Every line containing "toml" should be copied out. Go through the entries and find them.

┄┄┄┄┄┄┄┄┄┄┄┄┄┄┄┄┄┄┄┄

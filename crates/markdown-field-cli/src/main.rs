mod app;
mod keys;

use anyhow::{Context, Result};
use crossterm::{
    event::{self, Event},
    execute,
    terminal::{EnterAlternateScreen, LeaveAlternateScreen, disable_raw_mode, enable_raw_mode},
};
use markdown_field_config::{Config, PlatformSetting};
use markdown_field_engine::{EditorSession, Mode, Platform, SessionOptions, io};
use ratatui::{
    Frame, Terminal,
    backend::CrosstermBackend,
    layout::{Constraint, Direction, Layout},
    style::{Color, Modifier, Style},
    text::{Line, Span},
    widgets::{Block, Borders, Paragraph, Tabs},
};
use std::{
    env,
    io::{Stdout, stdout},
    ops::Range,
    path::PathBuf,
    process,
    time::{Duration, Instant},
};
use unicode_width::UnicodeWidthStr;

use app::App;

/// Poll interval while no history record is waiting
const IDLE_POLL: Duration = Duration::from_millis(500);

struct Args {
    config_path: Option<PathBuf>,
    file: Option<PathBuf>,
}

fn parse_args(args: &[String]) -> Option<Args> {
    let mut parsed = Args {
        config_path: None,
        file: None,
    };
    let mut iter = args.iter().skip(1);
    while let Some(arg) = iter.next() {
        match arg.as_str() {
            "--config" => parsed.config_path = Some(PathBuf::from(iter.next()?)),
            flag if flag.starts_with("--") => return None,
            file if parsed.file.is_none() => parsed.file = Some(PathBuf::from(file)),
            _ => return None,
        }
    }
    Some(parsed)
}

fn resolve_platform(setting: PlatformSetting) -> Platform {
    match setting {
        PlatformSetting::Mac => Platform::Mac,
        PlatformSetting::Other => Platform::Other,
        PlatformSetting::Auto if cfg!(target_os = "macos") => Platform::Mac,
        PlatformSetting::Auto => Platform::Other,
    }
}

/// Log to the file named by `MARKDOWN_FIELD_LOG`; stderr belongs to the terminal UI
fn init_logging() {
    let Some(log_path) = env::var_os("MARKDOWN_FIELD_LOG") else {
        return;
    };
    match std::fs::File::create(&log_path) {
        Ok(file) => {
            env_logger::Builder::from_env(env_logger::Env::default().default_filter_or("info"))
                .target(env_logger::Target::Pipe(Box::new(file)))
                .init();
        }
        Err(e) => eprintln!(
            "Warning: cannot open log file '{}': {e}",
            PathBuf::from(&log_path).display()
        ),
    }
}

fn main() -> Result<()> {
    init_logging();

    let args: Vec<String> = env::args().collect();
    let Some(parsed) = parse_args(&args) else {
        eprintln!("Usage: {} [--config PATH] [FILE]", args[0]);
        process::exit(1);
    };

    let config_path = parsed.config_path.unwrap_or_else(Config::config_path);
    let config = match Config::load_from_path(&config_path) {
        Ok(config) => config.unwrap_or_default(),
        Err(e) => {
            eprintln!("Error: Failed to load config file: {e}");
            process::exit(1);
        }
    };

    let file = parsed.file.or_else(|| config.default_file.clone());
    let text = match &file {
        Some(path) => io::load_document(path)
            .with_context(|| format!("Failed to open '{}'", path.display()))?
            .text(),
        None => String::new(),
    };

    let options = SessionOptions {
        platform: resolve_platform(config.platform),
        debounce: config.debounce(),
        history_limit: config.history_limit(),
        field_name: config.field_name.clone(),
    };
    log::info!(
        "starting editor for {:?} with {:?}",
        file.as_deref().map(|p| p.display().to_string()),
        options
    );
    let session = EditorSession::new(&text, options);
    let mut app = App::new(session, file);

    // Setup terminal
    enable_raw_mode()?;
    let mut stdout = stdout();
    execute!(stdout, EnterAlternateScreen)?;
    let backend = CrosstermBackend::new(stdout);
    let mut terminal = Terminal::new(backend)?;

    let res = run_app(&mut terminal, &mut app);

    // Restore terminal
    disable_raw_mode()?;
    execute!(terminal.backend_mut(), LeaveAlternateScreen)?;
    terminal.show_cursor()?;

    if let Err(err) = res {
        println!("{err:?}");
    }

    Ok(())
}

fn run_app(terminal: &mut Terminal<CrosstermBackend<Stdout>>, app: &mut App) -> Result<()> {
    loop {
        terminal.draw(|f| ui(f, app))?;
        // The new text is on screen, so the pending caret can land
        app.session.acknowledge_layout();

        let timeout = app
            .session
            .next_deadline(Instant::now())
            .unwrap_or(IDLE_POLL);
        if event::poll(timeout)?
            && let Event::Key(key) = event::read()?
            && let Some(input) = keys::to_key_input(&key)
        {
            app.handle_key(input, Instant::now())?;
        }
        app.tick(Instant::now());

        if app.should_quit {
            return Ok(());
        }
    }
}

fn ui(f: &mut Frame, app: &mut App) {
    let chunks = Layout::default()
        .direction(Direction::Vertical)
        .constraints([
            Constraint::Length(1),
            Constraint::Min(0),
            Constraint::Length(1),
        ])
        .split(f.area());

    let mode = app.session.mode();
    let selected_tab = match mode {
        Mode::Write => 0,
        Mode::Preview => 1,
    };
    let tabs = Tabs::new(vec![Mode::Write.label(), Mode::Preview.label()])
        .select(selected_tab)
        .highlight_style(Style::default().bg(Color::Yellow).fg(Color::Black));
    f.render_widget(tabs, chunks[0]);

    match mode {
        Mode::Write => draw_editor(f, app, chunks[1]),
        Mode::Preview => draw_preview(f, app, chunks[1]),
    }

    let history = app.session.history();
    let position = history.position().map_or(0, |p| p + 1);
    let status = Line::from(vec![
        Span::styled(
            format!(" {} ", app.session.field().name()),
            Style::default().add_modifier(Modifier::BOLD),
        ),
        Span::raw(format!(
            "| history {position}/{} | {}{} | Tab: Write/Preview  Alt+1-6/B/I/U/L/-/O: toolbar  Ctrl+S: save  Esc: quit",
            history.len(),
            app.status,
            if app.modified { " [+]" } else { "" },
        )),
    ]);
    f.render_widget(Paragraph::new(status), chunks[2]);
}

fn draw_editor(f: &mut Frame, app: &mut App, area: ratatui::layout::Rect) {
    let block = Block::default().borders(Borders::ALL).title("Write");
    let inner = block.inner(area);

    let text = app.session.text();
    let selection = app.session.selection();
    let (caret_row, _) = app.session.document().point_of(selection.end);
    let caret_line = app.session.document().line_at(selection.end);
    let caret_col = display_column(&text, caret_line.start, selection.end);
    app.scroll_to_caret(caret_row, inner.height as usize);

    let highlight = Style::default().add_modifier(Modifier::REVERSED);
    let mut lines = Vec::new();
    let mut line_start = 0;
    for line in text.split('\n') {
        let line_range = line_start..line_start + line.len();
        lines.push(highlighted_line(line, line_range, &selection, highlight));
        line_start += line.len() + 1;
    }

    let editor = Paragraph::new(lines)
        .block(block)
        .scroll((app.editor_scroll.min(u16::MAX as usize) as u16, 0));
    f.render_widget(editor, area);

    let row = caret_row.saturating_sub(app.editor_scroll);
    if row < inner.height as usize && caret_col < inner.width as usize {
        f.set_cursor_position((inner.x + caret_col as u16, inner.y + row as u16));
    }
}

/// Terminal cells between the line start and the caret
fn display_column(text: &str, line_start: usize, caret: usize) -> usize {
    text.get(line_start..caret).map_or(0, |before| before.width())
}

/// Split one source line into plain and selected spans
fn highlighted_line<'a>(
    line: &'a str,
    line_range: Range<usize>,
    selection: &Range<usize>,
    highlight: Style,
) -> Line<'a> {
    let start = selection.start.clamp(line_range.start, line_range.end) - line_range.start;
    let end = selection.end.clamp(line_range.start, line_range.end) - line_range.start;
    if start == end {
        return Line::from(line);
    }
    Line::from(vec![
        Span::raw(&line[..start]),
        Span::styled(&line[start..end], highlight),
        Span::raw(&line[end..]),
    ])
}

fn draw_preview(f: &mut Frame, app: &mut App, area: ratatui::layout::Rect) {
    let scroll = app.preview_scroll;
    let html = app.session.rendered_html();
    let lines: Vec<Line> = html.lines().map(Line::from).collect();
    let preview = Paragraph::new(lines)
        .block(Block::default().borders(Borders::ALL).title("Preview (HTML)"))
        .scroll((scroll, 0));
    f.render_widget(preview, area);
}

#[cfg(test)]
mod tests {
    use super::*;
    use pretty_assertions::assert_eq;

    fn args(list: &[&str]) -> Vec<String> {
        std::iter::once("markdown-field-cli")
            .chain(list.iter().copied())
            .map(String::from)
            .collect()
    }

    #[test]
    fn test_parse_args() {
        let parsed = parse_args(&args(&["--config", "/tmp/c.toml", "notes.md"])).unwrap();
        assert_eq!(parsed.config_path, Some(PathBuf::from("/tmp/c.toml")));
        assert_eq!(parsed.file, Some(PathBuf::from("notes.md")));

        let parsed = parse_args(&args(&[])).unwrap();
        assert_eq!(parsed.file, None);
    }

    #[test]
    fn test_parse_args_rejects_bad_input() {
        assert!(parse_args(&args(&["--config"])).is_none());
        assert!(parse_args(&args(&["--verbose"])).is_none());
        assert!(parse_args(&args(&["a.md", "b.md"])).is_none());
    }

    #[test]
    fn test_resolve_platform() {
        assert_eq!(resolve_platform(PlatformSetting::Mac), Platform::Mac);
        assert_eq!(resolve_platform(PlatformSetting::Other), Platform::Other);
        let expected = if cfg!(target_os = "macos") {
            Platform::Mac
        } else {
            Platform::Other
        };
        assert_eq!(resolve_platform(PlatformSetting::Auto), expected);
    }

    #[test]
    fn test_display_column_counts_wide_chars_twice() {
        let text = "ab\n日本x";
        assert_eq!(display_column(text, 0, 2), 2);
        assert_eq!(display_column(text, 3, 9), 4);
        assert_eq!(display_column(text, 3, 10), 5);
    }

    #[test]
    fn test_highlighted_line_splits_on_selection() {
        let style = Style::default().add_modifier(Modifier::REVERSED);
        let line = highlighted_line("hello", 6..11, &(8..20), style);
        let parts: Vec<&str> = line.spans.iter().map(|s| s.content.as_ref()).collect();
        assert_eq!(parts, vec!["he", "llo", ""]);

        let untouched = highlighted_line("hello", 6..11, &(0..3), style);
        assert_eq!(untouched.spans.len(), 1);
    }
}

┄┄┄┄┄┄┄┄┄┄┄┄┄┄┄┄┄┄┄┄

**SOLUTION TO THIS EXERCISE**
        let parsed = parse_args(&args(&["--config", "/tmp/c.toml", "notes.md"])).unwrap();
        assert_eq!(parsed.config_path, Some(PathBuf::from("/tmp/c.toml")));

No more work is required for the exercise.